Cette année est spéciale.
Au moment où la Chine sort plus vite que prévu de la crise et va aider le reste du monde à s’en extirper, au moment où son avis est sollicité au G20 pour gouverner la planète, les images de chars, de fusées et de fantassins sur la place Tiananmen illustrent l’émergence progressive d’une nouvelle superpuissance, décidée à peser de plus en plus sur les affaires du monde.
Autant les Jeux olympiques de l’été 2008 célébraient le succès international d’un pays qui a réussi à faire sortir 350 millions de Chinois de la pauvreté pour se hisser au deuxième rang des économies mondiales, autant ce soixantième anniversaire est une démonstration de force contenue.
Les événements sont en train d’accélérer l’« émergence harmonieuse » de la Chine, que ses dirigeants voulaient maintenir dans une discrétion rassurante. Le déclin de l’Amérique, la paralysie de l’Europe et la crise de l’économie mondiale se conjuguent pour faire de la République populaire la puissance montante de notre temps. Les difficultés des autres ne font que souligner son propre succès.
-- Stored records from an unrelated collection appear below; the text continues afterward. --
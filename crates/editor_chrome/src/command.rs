// Copyright (c) 2026 Element Creations Ltd
//
// SPDX-License-Identifier: AGPL-3.0-only OR LicenseRef-Element-Commercial
// Please see LICENSE in the repository root for full details.

//! The closed set of document mutations the chrome can request.

use strum_macros::{Display, EnumString};

use crate::media::{Dimension, MediaPayload};
use crate::{BlockKind, Location, NodeKey, TextAlign, TextFormatType};

/// An inline style property patched onto the selection.
#[derive(Clone, Copy, Debug, PartialEq, Eq, Hash, Display, EnumString)]
pub enum StyleProperty {
    #[strum(serialize = "color")]
    FontColor,
    #[strum(serialize = "background-color")]
    BackgroundColor,
}

/// A single document mutation, applied by the host editor.
///
/// Commands are values: the chrome never mutates the document directly,
/// so read-after-write consistency stays with the host's state
/// versioning.
#[derive(Clone, Debug, PartialEq)]
pub enum EditorCommand {
    /// Toggle an inline text format on the current selection.
    FormatText(TextFormatType),
    /// Convert the block containing the selection to another kind.
    SetBlockKind(BlockKind),
    /// Align the block containing the selection.
    AlignBlock(TextAlign),
    /// Patch an inline style on the selection; `None` clears it.
    PatchStyle {
        property: StyleProperty,
        value: Option<String>,
    },
    /// Remove a text span, e.g. a consumed typeahead trigger.
    RemoveTextSpan { start: Location, end: Location },
    /// Collapse the selection to a caret at `offset`.
    CollapseSelection { offset: Location },
    /// Insert an empty paragraph immediately after `key` and place the
    /// caret at its start.
    InsertParagraphAfter { key: NodeKey },
    /// Remove the block `key` and reinsert it before `before`
    /// (`None` appends at the end of the document).
    MoveBlock {
        key: NodeKey,
        before: Option<NodeKey>,
    },
    /// Insert a horizontal divider at the selection.
    InsertDivider,
    /// Insert a media node at the selection.
    InsertMedia(MediaPayload),
    /// Open the insert-media dialog.
    OpenMediaDialog,
    /// Commit new display dimensions onto a media node.
    SetMediaSize {
        key: NodeKey,
        width: Dimension,
        height: Dimension,
    },
    /// Return keyboard focus to the editable root.
    FocusRoot,
}
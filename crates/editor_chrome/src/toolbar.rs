// Copyright (c) 2026 Element Creations Ltd
//
// SPDX-License-Identifier: AGPL-3.0-only OR LicenseRef-Element-Commercial
// Please see LICENSE in the repository root for full details.

//! The floating formatting toolbar.
//!
//! Combines the observer (what to show) with the positioner (where to
//! show it). While hidden the toolbar produces no position and reserves
//! no layout space; the element itself is parked off-screen.

use std::sync::Arc;

use tracing::debug;

use crate::{
    position_floating_element, BlockCatalog, BlockOption, EditorCommand,
    EditorHandle, FloatingPosition, FormatSet, Location, Rect,
    SelectionSnapshot, StyleProperty, TextFormatType, ToolbarObserver,
    ToolbarState,
};

/// The events that force a position recomputation.
#[derive(Clone, Copy, Debug, PartialEq, Eq)]
pub enum ViewEvent {
    /// Initial mount of the toolbar element.
    Mounted,
    /// A document-state change notification.
    StateChanged,
    /// A native selection-change event.
    SelectionChanged,
    /// The window was resized.
    WindowResized,
    /// The nearest scrollable ancestor scrolled.
    Scrolled,
}

/// Host-measured rectangles needed to position the toolbar.
#[derive(Clone, Copy, Debug, Default, PartialEq)]
pub struct ViewLayout {
    /// Current size of the floating element itself.
    pub floating: Rect,
    /// The anchor element positions are relative to.
    pub anchor: Rect,
    /// The scroll container bounding the toolbar.
    pub scroller: Rect,
}

/// A named color in the toolbar's color menu.
#[derive(Clone, Copy, Debug, PartialEq, Eq)]
pub struct ColorSwatch {
    pub name: &'static str,
    pub value: &'static str,
}

/// The swatches offered by the font/background color menus.
pub const DEFAULT_SWATCHES: &[ColorSwatch] = &[
    ColorSwatch { name: "Default", value: "inherit" },
    ColorSwatch { name: "Gray", value: "#6b7280" },
    ColorSwatch { name: "Red", value: "#dc2626" },
    ColorSwatch { name: "Orange", value: "#ea580c" },
    ColorSwatch { name: "Yellow", value: "#ca8a04" },
    ColorSwatch { name: "Green", value: "#16a34a" },
    ColorSwatch { name: "Blue", value: "#2563eb" },
    ColorSwatch { name: "Purple", value: "#9333ea" },
    ColorSwatch { name: "Pink", value: "#db2777" },
];

pub struct FloatingToolbar {
    observer: ToolbarObserver,
    catalog: Arc<BlockCatalog>,
    position: FloatingPosition,
    pointer_transparent: bool,
}

impl FloatingToolbar {
    pub fn new(catalog: Arc<BlockCatalog>) -> FloatingToolbar {
        FloatingToolbar {
            observer: ToolbarObserver::new(),
            catalog,
            position: FloatingPosition::OFFSCREEN,
            pointer_transparent: false,
        }
    }

    pub fn state(&self) -> &ToolbarState {
        self.observer.state()
    }

    pub fn position(&self) -> FloatingPosition {
        self.position
    }

    /// Whether the element currently ignores pointer events (a drag
    /// selection is sweeping across it).
    pub fn pointer_transparent(&self) -> bool {
        self.pointer_transparent
    }

    /// The options shown in the toolbar's block dropdown.
    pub fn block_options(&self) -> Vec<&BlockOption> {
        self.catalog.insertable()
    }

    /// Process a view event: recompute the observed state where the
    /// event implies a state change, then recompute the position.
    pub fn handle_event(
        &mut self,
        event: ViewEvent,
        snapshot: &SelectionSnapshot,
        layout: &ViewLayout,
    ) -> FloatingPosition {
        match event {
            ViewEvent::Mounted | ViewEvent::StateChanged => {
                self.observer.document_changed(snapshot);
            }
            ViewEvent::SelectionChanged => {
                self.observer.selection_changed(snapshot);
            }
            ViewEvent::WindowResized | ViewEvent::Scrolled => {}
        }
        self.reposition(snapshot, layout)
    }

    /// A pointer button went down on the editor root.
    pub fn pointer_pressed(&mut self) {
        self.observer.pointer_pressed();
        self.position = FloatingPosition::OFFSCREEN;
    }

    /// Pointer moved while a button is held. When the pointer leaves the
    /// toolbar mid-drag the element goes click-through so the drag
    /// selection underneath it keeps working.
    pub fn pointer_dragged(&mut self, over_toolbar: bool) {
        if !over_toolbar {
            self.pointer_transparent = true;
        }
    }

    /// The pointer button was released: restore pointer events and force
    /// one recomputation.
    pub fn pointer_released(
        &mut self,
        snapshot: &SelectionSnapshot,
        layout: &ViewLayout,
    ) -> FloatingPosition {
        self.pointer_transparent = false;
        self.observer.pointer_released(snapshot);
        self.reposition(snapshot, layout)
    }

    fn reposition(
        &mut self,
        snapshot: &SelectionSnapshot,
        layout: &ViewLayout,
    ) -> FloatingPosition {
        self.position = if self.observer.state().visible {
            position_floating_element(
                snapshot.rect,
                layout.floating,
                layout.anchor,
                layout.scroller,
                false,
                snapshot.alignment,
            )
        } else {
            FloatingPosition::OFFSCREEN
        };
        self.position
    }

    /// Request a target set of inline formats.
    ///
    /// Exactly one format command is dispatched per format whose
    /// requested state differs from the current state; requesting the
    /// current state is an idempotent no-op.
    pub fn toggle_formats(
        &mut self,
        handle: &mut dyn EditorHandle,
        requested: FormatSet,
    ) {
        let current = self.observer.state().formats;
        for format in TextFormatType::ALL {
            if requested.contains(format) != current.contains(format) {
                handle.dispatch(EditorCommand::FormatText(format));
            }
        }
    }

    /// Toggle a single format to a desired state.
    pub fn set_format(
        &mut self,
        handle: &mut dyn EditorHandle,
        format: TextFormatType,
        active: bool,
    ) {
        let mut requested = self.observer.state().formats;
        requested.set(format, active);
        self.toggle_formats(handle, requested);
    }

    /// Switch the current block's type via a catalog lookup, then
    /// collapse the selection to the insertion point. Only options from
    /// the dropdown's insertable categories resolve.
    pub fn set_block(
        &mut self,
        handle: &mut dyn EditorHandle,
        key: &str,
    ) -> bool {
        let Some(option) =
            self.catalog.get(key).filter(|option| {
                crate::INSERTABLE_CATEGORIES.contains(&option.category())
            })
        else {
            debug!(key, "block dropdown key did not resolve");
            return false;
        };

        option.insert(handle, "");
        let offset: Location = handle.selection().anchor_offset;
        handle.dispatch(EditorCommand::CollapseSelection { offset });
        true
    }

    /// Apply a font color from the color menu; `None` clears it.
    pub fn apply_font_color(
        &mut self,
        handle: &mut dyn EditorHandle,
        color: Option<&str>,
    ) {
        handle.dispatch(EditorCommand::PatchStyle {
            property: StyleProperty::FontColor,
            value: color.map(str::to_string),
        });
    }

    /// Apply a background color from the color menu; `None` clears it.
    pub fn apply_background_color(
        &mut self,
        handle: &mut dyn EditorHandle,
        color: Option<&str>,
    ) {
        handle.dispatch(EditorCommand::PatchStyle {
            property: StyleProperty::BackgroundColor,
            value: color.map(str::to_string),
        });
    }
}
Un succès qui a ses exigences. Avec ses besoins en énergie et en matières premières, la Chine multiplie les contrats d’approvisionnement en Amérique latine, en Afrique ou au Proche-Orient. Pour assurer sa croissance, il lui faut protéger des intérêts de plus en plus lointains et donc s’impliquer davantage dans les dossiers internationaux.
Les appels à un remplacement du dollar comme monnaie de réserve internationale,
l’annulation du sommet entre la Chine et l’Union européenne, l’an dernier, témoignent de la nouvelle assurance des dirigeants chinois. Conscients du prestige international de leur pays et déterminés à en user sur la scène intérieure, ils sont prêts à s’en donner les moyens.
La participation de la marine chinoise aux opérations antipirates dans le golfe d’Aden, le projet de construction de porte-avions et les équipements militaires dévoilés aujourd’hui lors du défilé sont autant d’indices de la volonté de puissance du dragon économique chinois.(Le Figaro)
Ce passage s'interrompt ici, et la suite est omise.